Apelo feito de outros apelos a desafiar a fértil e ávida curiosidade do adolescente Eugénio Lisboa. E era pelos livros que viajava e conhecia mundo , naquele recôndito bairro (Alto-Mahé) da cidade de Lourenço Marques , em Moçambique. Foi europeu, americano, russo em África. Os livros abriam-se-lhe e traziam-lhe a descoberta da vida. Amou pela primeira vez com Stendhal, em "Le rouge et le noir": Madame de Rênal entrou no seu coração para sempre. Um encantamento que nunca deixou de sentir e celebrar.
E quando, aos
dezassete anos, tem de abandonar a
cidade capital da sua memória , para
prosseguir estudos no Instituto Superior Técnico, em Lisboa, a emoção da
despedida eclode: Fora ali que tudo
aprendera , fora ali que fizera as “grandes
leituras”, fora ali que descobrira Florença, Paris , a América de Hemingway, de
Saroyan, de O’Neill, fora ali que explorara o mundo dos antigos, pela mão de Plutarco e de Sienkiewicz!
Fora ali que, sem aviso prévio , eu encontrara
e amara a Senhora de Rênal, saída do romance de Stendhal, para entrar na
minha vida – e nela ficar para sempre! Aquele mundo estava cheio de vozes e de
segredos. Como poderia eu escolher deixá-lo? Fora ali que eu me banhara , com o
“Nero”, nas águas grandes e temerosas do Índico. É verdade que, como referi ,
entre o tesouro das emoções “locais” e o desejo e quase “dever” de ir à
aventura , eu optara por esta. Mas, agora, chegado o momento decisivo, a
avalanche emotiva ameaçava tudo
submergir.
Decisão que fez do jovem Eugénio Lisboa , um homem do mundo. O espanto, a curiosidade de uma criança, que se iniciou nos livros, marcaram-lhe o futuro. Eugénio Lisboa é, na actualidade, o mais erudito e apurado cultor de uma escrita singular .
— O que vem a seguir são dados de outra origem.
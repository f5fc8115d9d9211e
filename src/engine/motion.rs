//! Analytic Motion
//!
//! The exact position an entity effect should occupy at eased progress `t`,
//! and the quantized delta that moves a viewer's copy of the proxy there.
//!
//! ```text
//! now   = origin + yawFrame(offset) + yawFrame(translate(t))
//! delta = now - lastAnalytic          (full precision)
//! wire  = quantize(delta)             (i16 per axis, 1/4096 units)
//! ```
//!
//! Everything here is pure and safe to run on a compute worker.

use crate::core::quant::{angle_to_byte, QuantizedDelta, Quantizer};
use crate::core::vec3::Vec3;
use crate::effect::entity::EntityEffectSpec;
use crate::engine::collision::Aabb;
use crate::network::protocol::MotionUpdate;
use crate::world::{BodyId, Location};

/// Analytic position of `spec` at eased progress `t`.
///
/// The offset and the transform's translation are both expressed in the
/// origin's local frame (forward = +X, up = +Y, right = +Z).
pub fn analytical_position(spec: &EntityEffectSpec, t: f64) -> Vec3 {
    let yaw = spec.origin.yaw;
    spec.origin.position
        + spec.offset.relative_by_yaw(yaw)
        + spec.transform.translate(t).relative_by_yaw(yaw)
}

/// Result of one sync interval for one effect.
#[derive(Clone, Copy, Debug, PartialEq)]
pub struct MotionSample {
    /// Analytic position the delta was measured from
    pub prev: Vec3,
    /// New analytic position
    pub now: Vec3,
    /// Wire delta
    pub delta: QuantizedDelta,
    /// Remainder to carry into the next interval
    pub remainder: Vec3,
    /// Volume swept between `prev` and `now`, inflated by the hitbox
    pub swept: Aabb,
}

impl MotionSample {
    /// Sample `spec` at `t`, measuring from `prev`.
    pub fn compute(
        spec: &EntityEffectSpec,
        t: f64,
        prev: Vec3,
        remainder: Vec3,
        quantizer: &Quantizer,
    ) -> Self {
        let now = analytical_position(spec, t);
        Self::between(prev, now, remainder, (spec.params.hitbox)(t), quantizer)
    }

    /// Sample the move `prev -> now` directly.
    pub fn between(prev: Vec3, now: Vec3, remainder: Vec3, hitbox: f64, quantizer: &Quantizer) -> Self {
        let (delta, remainder) = quantizer.quantize(now - prev, remainder);
        Self {
            prev,
            now,
            delta,
            remainder,
            swept: Aabb::swept(prev, now, hitbox),
        }
    }
}

/// Builds motion updates, optionally leaving out an unchanged facing.
#[derive(Clone, Copy, Debug, Default)]
pub struct LookTracker {
    last: Option<(u8, u8)>,
}

impl LookTracker {
    /// Update for `body` moving by `delta` while facing `facing`.
    ///
    /// With `only_on_change`, the facing is sent only when its bytes differ
    /// from the last update built by this tracker.
    pub fn update(&mut self, body: BodyId, delta: QuantizedDelta, facing: &Location, only_on_change: bool) -> MotionUpdate {
        let look = (angle_to_byte(facing.yaw), angle_to_byte(facing.pitch));
        let unchanged = self.last == Some(look);
        self.last = Some(look);

        if only_on_change && unchanged {
            MotionUpdate::move_only(body, delta)
        } else {
            MotionUpdate::with_look(body, delta, facing)
        }
    }
}
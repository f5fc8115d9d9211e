//! Animation primitives: easing curves, timelines and transforms.

pub mod easing;
pub mod timeline;
pub mod transform;

pub use easing::Easing;
pub use timeline::Timeline;
pub use transform::{Transform, ProgressFn};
Autor de uma vasta e multifacetada obra, capturou-nos ,ao longo dos anos. E, de chamamento em chamamento, seduziu-nos nas múltiplas livrarias. Cada livro é sempre um apelo irrecusável.
Acaba de publicar
dois livros : Uma conversa Singular , sumptuoso conjunto de ensaios, e o primeiro volume de um grande
registo diarístico: Aperto Libro. Um
outro tomo, deste novo magnum opus, está no prelo.
Eugénio Lisboa deu
forma ao sonho de criança. Com criteriosa selecção, encheu de livros, a sua casa. Possui uma biblioteca com mais de
30.000 livros , que doou à Biblioteca da
Universidade de Aveiro, onde foi Professor.
“Sou todos os
livros que li , todas as pessoas que conheci, todos os lugares que visitei,
todas as pessoas que amei.”, confidenciava Jorge Luis Borges. Lendo a ímpar
obra de Eugénio Lisboa, acabamos por concluir que o autor de “Ficções” tem razão.
Se o próprio Eugénio Lisboa nos diz que “ Somos muito do que lemos” , não
poderemos deixar de lhe prestar homenagem e apresentar o nosso mais profundo
agradecimento .
A Eugénio Lisboa,
as nossas celebradas felicitações por este 89º aniversário.
Bem-haja!
Bem-haja!
É sempre com muita emoção, e profundo respeito, que recapitulamos a obra de Eugénio Lisboa, em especial as suas memórias!.. Dá-se o caso que estivemos - pelo pensamento... - muito perto de quase tudo o que ele escreve. A contemporaneidade e o espaço português têm destas coisas!... É igualmente com enternecido olhar e ansiosa curiosidade que renovamos essa leitura diarística e confessional, a mesma que nos envolve num fraternalismo imensamente doce e cúmplice, e nos torna mais saudosos de um tempo inolvidável, e tão chegado... e mais agora, neste seu querido 89º Aniversário. Parabéns, Eugénio Lisboa! Aquele abraço que nos prolonga este saudosismo incorrigível, meu Mestre e amigo!